## [YOUR TASK]
Which of the lines below mention the word "HeadsUp"? Pull each one out.

Stored items from a collection:

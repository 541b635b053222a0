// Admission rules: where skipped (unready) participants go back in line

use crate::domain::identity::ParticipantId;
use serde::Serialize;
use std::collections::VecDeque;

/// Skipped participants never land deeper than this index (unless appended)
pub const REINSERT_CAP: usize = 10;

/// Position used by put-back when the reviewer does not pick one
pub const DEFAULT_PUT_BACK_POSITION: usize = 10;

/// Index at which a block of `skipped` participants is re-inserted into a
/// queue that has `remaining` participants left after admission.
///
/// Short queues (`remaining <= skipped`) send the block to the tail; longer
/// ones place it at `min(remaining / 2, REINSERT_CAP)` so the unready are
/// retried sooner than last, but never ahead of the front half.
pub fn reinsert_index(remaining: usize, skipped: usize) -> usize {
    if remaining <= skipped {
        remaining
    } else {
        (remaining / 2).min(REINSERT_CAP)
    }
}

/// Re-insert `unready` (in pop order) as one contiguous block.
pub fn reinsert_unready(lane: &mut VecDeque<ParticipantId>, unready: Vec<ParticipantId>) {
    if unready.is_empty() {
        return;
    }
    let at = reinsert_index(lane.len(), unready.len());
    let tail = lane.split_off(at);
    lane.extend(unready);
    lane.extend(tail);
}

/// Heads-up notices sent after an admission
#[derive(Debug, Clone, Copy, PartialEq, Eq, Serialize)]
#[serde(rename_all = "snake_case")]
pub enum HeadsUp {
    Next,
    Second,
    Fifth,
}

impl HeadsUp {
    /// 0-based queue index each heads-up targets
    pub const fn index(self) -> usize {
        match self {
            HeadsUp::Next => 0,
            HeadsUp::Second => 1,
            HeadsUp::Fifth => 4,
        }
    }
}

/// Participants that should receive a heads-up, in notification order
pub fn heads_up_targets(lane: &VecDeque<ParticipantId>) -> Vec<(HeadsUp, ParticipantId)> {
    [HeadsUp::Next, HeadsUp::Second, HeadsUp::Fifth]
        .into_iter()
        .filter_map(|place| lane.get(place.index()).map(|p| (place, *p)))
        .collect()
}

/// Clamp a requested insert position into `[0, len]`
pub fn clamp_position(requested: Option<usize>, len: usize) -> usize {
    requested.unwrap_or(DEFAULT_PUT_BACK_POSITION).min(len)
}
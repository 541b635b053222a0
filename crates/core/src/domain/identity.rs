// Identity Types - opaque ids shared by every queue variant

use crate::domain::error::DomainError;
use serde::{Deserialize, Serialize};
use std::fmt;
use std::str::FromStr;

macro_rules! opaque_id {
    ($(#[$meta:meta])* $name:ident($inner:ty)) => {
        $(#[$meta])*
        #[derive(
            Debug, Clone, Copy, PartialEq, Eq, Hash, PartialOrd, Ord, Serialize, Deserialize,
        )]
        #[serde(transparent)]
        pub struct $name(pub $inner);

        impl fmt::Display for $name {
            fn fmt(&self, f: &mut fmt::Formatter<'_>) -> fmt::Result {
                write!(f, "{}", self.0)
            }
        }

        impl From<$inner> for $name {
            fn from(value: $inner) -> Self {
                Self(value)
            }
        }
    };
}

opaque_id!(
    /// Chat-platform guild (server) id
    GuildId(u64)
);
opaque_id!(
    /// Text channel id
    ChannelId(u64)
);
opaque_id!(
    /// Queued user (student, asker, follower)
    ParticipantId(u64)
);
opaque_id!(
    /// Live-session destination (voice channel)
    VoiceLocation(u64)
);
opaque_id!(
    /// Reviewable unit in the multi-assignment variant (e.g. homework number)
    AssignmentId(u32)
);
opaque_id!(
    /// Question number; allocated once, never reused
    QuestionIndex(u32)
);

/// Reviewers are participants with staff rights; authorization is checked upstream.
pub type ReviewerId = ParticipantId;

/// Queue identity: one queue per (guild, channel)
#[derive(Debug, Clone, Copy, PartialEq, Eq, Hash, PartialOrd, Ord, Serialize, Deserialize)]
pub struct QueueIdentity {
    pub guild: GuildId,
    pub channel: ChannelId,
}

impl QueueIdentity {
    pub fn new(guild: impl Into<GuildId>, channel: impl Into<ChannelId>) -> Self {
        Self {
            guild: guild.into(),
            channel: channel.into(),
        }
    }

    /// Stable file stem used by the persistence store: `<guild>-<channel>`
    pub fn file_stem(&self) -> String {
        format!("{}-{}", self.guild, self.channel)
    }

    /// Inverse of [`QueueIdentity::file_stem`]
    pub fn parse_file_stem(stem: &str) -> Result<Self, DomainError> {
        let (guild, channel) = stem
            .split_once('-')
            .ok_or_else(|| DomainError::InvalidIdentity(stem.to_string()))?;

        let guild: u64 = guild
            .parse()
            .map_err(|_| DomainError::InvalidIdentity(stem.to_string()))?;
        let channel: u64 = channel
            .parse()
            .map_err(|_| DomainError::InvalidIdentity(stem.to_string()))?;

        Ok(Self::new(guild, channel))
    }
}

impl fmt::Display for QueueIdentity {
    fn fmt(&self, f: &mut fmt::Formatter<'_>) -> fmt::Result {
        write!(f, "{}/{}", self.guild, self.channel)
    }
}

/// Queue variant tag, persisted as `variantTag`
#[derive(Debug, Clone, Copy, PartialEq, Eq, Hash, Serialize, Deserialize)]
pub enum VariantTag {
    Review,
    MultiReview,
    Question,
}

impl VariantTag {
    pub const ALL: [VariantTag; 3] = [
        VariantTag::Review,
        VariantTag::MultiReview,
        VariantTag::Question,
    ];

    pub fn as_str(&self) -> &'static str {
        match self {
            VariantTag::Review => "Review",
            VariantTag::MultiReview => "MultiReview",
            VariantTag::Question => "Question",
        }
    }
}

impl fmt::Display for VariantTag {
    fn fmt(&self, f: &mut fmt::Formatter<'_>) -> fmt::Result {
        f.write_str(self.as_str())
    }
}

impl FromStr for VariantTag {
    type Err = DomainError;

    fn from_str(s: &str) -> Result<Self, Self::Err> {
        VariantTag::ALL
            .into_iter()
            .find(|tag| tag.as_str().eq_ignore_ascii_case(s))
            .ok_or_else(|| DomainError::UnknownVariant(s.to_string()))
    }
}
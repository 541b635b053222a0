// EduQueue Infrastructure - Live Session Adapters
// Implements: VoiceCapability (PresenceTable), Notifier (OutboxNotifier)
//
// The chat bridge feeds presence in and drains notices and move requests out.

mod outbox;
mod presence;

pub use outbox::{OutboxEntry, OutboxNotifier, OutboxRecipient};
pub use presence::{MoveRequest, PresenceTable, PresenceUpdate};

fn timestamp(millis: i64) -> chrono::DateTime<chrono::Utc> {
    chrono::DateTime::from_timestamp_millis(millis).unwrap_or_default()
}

==

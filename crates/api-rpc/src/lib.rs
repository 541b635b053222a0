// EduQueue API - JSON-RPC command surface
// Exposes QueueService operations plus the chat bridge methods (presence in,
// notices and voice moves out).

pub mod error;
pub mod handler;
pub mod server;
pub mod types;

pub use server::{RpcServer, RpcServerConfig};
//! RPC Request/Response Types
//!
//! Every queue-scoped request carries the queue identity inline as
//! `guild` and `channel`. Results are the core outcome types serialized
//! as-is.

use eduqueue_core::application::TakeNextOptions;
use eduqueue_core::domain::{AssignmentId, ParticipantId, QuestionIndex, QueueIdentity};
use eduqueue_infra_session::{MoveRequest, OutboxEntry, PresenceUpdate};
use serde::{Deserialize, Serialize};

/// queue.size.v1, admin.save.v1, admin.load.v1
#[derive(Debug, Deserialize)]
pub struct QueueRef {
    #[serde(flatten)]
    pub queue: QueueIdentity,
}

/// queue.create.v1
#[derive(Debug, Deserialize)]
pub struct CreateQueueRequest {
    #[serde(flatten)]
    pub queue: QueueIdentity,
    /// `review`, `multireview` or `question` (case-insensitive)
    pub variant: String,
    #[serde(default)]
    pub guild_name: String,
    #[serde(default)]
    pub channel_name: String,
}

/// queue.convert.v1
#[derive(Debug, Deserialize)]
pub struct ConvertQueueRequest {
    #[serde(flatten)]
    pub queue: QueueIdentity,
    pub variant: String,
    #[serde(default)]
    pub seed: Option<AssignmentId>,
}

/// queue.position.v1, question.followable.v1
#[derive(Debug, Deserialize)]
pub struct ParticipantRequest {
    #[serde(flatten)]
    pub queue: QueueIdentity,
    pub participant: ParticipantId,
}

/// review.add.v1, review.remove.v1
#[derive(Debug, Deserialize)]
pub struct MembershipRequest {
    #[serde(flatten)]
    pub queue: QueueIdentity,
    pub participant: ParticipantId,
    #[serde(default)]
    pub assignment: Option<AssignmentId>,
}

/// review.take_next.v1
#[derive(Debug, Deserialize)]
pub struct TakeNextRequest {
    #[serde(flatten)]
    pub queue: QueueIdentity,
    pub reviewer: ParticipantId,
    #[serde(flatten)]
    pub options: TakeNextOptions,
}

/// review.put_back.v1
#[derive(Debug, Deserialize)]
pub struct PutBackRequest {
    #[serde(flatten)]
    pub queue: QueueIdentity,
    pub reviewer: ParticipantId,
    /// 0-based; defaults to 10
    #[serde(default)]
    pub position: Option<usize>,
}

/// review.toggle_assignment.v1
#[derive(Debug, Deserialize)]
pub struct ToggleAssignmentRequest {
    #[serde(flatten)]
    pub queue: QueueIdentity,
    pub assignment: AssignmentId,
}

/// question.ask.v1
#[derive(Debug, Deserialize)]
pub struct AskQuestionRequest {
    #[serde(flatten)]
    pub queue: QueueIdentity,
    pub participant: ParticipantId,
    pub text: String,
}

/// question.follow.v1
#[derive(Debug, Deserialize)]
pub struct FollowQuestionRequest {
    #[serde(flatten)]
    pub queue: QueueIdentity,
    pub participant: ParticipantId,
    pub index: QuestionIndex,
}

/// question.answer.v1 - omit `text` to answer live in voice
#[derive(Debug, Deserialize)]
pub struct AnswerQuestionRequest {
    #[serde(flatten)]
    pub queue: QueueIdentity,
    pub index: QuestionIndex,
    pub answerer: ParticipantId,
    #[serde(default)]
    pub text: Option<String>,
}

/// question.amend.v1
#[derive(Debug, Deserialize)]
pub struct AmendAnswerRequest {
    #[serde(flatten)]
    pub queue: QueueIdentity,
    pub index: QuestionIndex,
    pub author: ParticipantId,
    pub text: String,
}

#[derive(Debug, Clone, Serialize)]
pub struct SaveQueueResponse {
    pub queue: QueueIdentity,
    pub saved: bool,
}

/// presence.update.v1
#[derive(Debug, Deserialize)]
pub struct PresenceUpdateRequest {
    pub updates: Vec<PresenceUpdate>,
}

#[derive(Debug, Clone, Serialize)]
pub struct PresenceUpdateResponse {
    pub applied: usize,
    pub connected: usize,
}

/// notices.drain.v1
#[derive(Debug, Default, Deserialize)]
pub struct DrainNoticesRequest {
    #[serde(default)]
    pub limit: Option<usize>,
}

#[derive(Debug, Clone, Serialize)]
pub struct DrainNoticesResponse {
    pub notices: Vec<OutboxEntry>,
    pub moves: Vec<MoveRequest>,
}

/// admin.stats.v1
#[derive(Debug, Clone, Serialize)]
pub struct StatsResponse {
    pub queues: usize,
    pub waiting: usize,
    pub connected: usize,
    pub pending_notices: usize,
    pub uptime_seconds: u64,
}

...

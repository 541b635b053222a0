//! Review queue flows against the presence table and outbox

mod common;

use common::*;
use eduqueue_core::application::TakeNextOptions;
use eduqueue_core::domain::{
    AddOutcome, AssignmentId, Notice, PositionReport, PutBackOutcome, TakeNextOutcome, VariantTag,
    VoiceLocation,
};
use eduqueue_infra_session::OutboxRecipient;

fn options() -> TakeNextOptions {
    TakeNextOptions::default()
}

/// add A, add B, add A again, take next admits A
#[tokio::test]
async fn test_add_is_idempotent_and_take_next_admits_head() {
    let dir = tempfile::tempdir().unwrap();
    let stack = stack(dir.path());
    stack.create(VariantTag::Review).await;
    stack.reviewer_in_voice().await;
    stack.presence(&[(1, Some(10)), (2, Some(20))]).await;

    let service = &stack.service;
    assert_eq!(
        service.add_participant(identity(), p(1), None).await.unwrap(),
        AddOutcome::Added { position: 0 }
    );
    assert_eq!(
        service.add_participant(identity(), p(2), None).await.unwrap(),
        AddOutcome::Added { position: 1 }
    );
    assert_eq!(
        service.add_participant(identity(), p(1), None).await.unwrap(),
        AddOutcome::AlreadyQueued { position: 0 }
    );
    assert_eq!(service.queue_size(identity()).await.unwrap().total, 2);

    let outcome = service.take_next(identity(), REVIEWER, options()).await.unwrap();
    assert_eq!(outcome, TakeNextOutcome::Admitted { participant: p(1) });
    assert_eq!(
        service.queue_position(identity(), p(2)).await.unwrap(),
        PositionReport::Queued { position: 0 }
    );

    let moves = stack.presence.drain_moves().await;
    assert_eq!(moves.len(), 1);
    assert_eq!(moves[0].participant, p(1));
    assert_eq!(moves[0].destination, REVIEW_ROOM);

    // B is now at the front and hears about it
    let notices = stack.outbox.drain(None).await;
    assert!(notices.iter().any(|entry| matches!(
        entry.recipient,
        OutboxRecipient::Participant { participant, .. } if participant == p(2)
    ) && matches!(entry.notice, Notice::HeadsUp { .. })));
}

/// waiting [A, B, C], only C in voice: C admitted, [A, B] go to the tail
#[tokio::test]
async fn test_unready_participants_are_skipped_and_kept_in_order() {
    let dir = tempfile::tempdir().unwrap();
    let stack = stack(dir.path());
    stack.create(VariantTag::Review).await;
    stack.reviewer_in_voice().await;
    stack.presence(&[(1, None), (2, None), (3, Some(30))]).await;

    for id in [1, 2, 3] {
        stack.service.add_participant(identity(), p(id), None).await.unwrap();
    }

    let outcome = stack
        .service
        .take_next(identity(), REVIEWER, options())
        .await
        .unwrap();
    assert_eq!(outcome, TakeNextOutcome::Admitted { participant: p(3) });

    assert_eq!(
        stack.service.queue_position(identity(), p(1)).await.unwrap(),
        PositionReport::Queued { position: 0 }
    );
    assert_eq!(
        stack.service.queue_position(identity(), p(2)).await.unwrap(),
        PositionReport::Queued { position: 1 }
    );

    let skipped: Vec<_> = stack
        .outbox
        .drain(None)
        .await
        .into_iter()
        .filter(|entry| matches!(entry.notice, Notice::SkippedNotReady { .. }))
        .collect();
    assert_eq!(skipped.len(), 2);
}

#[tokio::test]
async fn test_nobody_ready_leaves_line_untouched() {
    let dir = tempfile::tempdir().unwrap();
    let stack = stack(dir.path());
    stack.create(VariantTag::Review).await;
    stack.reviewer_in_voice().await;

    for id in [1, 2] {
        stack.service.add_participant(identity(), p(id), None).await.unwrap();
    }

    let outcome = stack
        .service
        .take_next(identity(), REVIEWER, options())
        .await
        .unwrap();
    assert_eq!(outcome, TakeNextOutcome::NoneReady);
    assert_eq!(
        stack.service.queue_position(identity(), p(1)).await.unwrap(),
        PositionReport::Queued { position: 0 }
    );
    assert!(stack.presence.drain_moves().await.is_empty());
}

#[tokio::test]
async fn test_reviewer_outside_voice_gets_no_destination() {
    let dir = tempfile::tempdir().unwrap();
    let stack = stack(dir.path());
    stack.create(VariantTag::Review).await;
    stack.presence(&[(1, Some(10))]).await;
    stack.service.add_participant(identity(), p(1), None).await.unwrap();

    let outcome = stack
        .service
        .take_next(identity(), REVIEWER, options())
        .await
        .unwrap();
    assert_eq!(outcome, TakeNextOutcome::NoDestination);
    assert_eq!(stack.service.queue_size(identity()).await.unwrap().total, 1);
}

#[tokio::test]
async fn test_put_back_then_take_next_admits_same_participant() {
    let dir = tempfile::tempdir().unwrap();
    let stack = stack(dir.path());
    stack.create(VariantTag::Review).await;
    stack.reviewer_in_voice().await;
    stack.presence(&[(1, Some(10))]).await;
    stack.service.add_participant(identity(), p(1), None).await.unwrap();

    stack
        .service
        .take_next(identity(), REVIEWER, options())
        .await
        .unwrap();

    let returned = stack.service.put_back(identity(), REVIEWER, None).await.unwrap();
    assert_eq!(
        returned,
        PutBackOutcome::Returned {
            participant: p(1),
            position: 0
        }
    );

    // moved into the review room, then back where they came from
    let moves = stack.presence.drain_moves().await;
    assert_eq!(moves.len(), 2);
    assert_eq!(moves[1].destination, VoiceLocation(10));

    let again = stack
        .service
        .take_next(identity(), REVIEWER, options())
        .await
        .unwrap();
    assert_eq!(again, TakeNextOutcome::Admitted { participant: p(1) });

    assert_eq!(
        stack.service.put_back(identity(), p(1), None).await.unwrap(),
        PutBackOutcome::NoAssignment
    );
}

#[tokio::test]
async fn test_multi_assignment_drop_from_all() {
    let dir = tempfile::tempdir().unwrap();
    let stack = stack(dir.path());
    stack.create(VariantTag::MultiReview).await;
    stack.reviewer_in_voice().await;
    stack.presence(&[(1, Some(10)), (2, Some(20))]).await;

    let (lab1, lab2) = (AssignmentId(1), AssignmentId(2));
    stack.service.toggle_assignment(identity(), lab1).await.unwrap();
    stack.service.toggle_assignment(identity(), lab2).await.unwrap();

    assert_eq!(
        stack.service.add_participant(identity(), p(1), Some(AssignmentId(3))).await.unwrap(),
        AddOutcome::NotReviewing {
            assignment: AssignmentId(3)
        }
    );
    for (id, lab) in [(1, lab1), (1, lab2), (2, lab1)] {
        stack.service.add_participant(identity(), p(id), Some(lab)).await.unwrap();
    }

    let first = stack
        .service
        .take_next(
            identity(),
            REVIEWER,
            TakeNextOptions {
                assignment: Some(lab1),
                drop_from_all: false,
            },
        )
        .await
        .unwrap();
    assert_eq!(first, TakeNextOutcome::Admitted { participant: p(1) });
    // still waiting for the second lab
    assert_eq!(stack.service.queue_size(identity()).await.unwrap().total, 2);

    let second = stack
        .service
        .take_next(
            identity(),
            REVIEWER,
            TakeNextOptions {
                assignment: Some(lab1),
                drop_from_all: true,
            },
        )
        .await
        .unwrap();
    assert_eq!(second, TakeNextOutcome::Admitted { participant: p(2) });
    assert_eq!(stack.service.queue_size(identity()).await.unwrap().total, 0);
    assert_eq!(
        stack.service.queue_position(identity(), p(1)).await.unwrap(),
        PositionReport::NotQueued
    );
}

## [RESPONSE]
pub enum HeadsUp {
impl HeadsUp {
            HeadsUp::Next => 0,
            HeadsUp::Second => 1,
            HeadsUp::Fifth => 4,
pub fn heads_up_targets(lane: &VecDeque<ParticipantId>) -> Vec<(HeadsUp, ParticipantId)> {
    [HeadsUp::Next, HeadsUp::Second, HeadsUp::Fifth]
    ) && matches!(entry.notice, Notice::HeadsUp { .. })));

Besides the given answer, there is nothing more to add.